What this task involves:
Would you output the whole of the data exactly?

Records provided:
+ + +
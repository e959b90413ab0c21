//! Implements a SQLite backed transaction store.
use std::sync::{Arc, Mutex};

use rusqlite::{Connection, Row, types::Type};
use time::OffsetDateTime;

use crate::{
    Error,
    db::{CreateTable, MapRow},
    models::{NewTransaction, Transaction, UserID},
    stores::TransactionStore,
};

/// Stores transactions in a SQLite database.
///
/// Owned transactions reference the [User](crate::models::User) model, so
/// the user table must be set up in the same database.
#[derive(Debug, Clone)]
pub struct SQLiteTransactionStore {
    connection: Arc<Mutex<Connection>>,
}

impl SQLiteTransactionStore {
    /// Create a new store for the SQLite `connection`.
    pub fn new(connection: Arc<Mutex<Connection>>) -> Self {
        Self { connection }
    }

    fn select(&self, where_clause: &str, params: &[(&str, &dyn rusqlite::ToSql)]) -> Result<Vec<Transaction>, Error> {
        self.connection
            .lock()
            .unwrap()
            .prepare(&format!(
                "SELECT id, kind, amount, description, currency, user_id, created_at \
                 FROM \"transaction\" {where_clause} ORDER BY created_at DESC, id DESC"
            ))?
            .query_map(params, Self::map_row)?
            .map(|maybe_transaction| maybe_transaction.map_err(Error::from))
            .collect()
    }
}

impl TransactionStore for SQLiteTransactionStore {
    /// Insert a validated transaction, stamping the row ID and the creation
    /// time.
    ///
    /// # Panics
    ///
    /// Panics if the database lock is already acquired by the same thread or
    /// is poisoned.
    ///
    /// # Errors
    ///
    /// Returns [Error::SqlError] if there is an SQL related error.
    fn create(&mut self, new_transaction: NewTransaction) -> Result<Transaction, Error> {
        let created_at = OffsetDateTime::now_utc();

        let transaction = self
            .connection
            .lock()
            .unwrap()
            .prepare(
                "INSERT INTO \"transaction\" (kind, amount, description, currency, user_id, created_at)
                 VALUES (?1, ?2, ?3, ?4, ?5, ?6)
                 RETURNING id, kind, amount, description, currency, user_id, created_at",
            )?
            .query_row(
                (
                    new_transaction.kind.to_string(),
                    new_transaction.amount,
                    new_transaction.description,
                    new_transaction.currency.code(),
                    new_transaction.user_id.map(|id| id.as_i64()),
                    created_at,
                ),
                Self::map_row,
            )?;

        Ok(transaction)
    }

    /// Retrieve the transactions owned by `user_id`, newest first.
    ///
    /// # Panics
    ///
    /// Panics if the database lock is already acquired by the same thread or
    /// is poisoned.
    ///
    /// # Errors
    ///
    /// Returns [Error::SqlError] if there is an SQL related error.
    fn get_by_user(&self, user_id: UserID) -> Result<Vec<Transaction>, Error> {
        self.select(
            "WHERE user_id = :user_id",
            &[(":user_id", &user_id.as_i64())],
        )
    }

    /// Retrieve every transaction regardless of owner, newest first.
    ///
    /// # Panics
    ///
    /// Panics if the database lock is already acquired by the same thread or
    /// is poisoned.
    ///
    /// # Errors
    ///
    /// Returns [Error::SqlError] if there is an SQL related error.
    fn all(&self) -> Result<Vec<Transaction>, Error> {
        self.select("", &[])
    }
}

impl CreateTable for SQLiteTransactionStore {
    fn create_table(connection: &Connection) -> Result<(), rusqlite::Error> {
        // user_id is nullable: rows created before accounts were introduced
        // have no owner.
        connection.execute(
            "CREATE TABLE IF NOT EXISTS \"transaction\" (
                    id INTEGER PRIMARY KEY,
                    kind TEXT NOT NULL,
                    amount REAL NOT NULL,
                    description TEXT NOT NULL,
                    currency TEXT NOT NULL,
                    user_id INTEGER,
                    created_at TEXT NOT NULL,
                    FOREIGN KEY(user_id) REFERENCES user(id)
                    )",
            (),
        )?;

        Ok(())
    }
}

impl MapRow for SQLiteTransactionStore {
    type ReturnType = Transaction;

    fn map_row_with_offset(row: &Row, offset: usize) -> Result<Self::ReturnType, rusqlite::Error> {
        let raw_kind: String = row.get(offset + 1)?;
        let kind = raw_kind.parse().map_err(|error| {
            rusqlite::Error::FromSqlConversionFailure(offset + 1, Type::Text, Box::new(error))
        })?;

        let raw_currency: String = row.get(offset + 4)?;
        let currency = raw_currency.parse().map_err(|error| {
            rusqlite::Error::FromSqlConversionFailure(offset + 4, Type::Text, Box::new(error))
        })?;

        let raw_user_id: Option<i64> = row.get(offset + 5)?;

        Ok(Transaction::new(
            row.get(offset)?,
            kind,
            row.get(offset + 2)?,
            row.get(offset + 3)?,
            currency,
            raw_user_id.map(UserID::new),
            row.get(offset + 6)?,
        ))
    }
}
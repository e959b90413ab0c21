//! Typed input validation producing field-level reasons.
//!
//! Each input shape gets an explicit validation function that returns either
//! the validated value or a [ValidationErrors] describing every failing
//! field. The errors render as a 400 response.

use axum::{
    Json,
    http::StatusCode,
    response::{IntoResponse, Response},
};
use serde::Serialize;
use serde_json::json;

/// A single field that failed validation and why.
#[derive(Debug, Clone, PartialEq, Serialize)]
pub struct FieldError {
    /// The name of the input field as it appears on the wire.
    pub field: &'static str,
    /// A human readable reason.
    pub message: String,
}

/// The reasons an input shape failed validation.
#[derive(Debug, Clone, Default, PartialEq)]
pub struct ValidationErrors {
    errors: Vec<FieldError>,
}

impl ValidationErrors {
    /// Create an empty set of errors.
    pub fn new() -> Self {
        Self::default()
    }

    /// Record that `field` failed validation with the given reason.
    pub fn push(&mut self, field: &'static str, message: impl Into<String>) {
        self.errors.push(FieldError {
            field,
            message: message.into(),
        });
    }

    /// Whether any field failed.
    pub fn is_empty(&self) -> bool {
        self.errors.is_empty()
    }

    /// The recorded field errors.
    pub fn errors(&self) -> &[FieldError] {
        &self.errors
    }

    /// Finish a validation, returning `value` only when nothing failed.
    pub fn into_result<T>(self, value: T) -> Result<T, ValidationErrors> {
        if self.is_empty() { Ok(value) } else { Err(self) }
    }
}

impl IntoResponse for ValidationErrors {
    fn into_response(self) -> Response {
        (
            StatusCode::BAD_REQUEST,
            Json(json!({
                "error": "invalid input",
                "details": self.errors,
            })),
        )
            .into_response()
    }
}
+ + +
Final answer:
repository e959b90413ab0c21
//! Implements a SQLite backed transaction store.
use std::sync::{Arc, Mutex};

use rusqlite::{Connection, Row, types::Type};
use time::OffsetDateTime;

use crate::{
    Error,
    db::{CreateTable, MapRow},
    models::{NewTransaction, Transaction, UserID},
    stores::TransactionStore,
};

/// Stores transactions in a SQLite database.
///
/// Owned transactions reference the [User](crate::models::User) model, so
/// the user table must be set up in the same database.
#[derive(Debug, Clone)]
pub struct SQLiteTransactionStore {
    connection: Arc<Mutex<Connection>>,
}

impl SQLiteTransactionStore {
    /// Create a new store for the SQLite `connection`.
    pub fn new(connection: Arc<Mutex<Connection>>) -> Self {
        Self { connection }
    }

    fn select(&self, where_clause: &str, params: &[(&str, &dyn rusqlite::ToSql)]) -> Result<Vec<Transaction>, Error> {
        self.connection
            .lock()
            .unwrap()
            .prepare(&format!(
                "SELECT id, kind, amount, description, currency, user_id, created_at \
                 FROM \"transaction\" {where_clause} ORDER BY created_at DESC, id DESC"
            ))?
            .query_map(params, Self::map_row)?
            .map(|maybe_transaction| maybe_transaction.map_err(Error::from))
            .collect()
    }
}

impl TransactionStore for SQLiteTransactionStore {
    /// Insert a validated transaction, stamping the row ID and the creation
    /// time.
    ///
    /// # Panics
    ///
    /// Panics if the database lock is already acquired by the same thread or
    /// is poisoned.
    ///
    /// # Errors
    ///
    /// Returns [Error::SqlError] if there is an SQL related error.
    fn create(&mut self, new_transaction: NewTransaction) -> Result<Transaction, Error> {
        let created_at = OffsetDateTime::now_utc();

        let transaction = self
            .connection
            .lock()
            .unwrap()
            .prepare(
                "INSERT INTO \"transaction\" (kind, amount, description, currency, user_id, created_at)
                 VALUES (?1, ?2, ?3, ?4, ?5, ?6)
                 RETURNING id, kind, amount, description, currency, user_id, created_at",
            )?
            .query_row(
                (
                    new_transaction.kind.to_string(),
                    new_transaction.amount,
                    new_transaction.description,
                    new_transaction.currency.code(),
                    new_transaction.user_id.map(|id| id.as_i64()),
                    created_at,
                ),
                Self::map_row,
            )?;

        Ok(transaction)
    }

    /// Retrieve the transactions owned by `user_id`, newest first.
    ///
    /// # Panics
    ///
    /// Panics if the database lock is already acquired by the same thread or
    /// is poisoned.
    ///
    /// # Errors
    ///
    /// Returns [Error::SqlError] if there is an SQL related error.
    fn get_by_user(&self, user_id: UserID) -> Result<Vec<Transaction>, Error> {
        self.select(
            "WHERE user_id = :user_id",
            &[(":user_id", &user_id.as_i64())],
        )
    }

    /// Retrieve every transaction regardless of owner, newest first.
    ///
    /// # Panics
    ///
    /// Panics if the database lock is already acquired by the same thread or
    /// is poisoned.
    ///
    /// # Errors
    ///
    /// Returns [Error::SqlError] if there is an SQL related error.
    fn all(&self) -> Result<Vec<Transaction>, Error> {
        self.select("", &[])
    }
}

impl CreateTable for SQLiteTransactionStore {
    fn create_table(connection: &Connection) -> Result<(), rusqlite::Error> {
        // user_id is nullable: rows created before accounts were introduced
        // have no owner.
        connection.execute(
            "CREATE TABLE IF NOT EXISTS \"transaction\" (
                    id INTEGER PRIMARY KEY,
                    kind TEXT NOT NULL,
                    amount REAL NOT NULL,
                    description TEXT NOT NULL,
                    currency TEXT NOT NULL,
                    user_id INTEGER,
                    created_at TEXT NOT NULL,
                    FOREIGN KEY(user_id) REFERENCES user(id)
                    )",
            (),
        )?;

        Ok(())
    }
}

impl MapRow for SQLiteTransactionStore {
    type ReturnType = Transaction;

    fn map_row_with_offset(row: &Row, offset: usize) -> Result<Self::ReturnType, rusqlite::Error> {
        let raw_kind: String = row.get(offset + 1)?;
        let kind = raw_kind.parse().map_err(|error| {
            rusqlite::Error::FromSqlConversionFailure(offset + 1, Type::Text, Box::new(error))
        })?;

        let raw_currency: String = row.get(offset + 4)?;
        let currency = raw_currency.parse().map_err(|error| {
            rusqlite::Error::FromSqlConversionFailure(offset + 4, Type::Text, Box::new(error))
        })?;

        let raw_user_id: Option<i64> = row.get(offset + 5)?;

        Ok(Transaction::new(
            row.get(offset)?,
            kind,
            row.get(offset + 2)?,
            row.get(offset + 3)?,
            currency,
            raw_user_id.map(UserID::new),
            row.get(offset + 6)?,
        ))
    }
}
repository e959b90413ab0c21
//! Typed input validation producing field-level reasons.
//!
//! Each input shape gets an explicit validation function that returns either
//! the validated value or a [ValidationErrors] describing every failing
//! field. The errors render as a 400 response.

use axum::{
    Json,
    http::StatusCode,
    response::{IntoResponse, Response},
};
use serde::Serialize;
use serde_json::json;

/// A single field that failed validation and why.
#[derive(Debug, Clone, PartialEq, Serialize)]
pub struct FieldError {
    /// The name of the input field as it appears on the wire.
    pub field: &'static str,
    /// A human readable reason.
    pub message: String,
}

/// The reasons an input shape failed validation.
#[derive(Debug, Clone, Default, PartialEq)]
pub struct ValidationErrors {
    errors: Vec<FieldError>,
}

impl ValidationErrors {
    /// Create an empty set of errors.
    pub fn new() -> Self {
        Self::default()
    }

    /// Record that `field` failed validation with the given reason.
    pub fn push(&mut self, field: &'static str, message: impl Into<String>) {
        self.errors.push(FieldError {
            field,
            message: message.into(),
        });
    }

    /// Whether any field failed.
    pub fn is_empty(&self) -> bool {
        self.errors.is_empty()
    }

    /// The recorded field errors.
    pub fn errors(&self) -> &[FieldError] {
        &self.errors
    }

    /// Finish a validation, returning `value` only when nothing failed.
    pub fn into_result<T>(self, value: T) -> Result<T, ValidationErrors> {
        if self.is_empty() { Ok(value) } else { Err(self) }
    }
}

impl IntoResponse for ValidationErrors {
    fn into_response(self) -> Response {
        (
            StatusCode::BAD_REQUEST,
            Json(json!({
                "error": "invalid input",
                "details": self.errors,
            })),
        )
            .into_response()
    }
}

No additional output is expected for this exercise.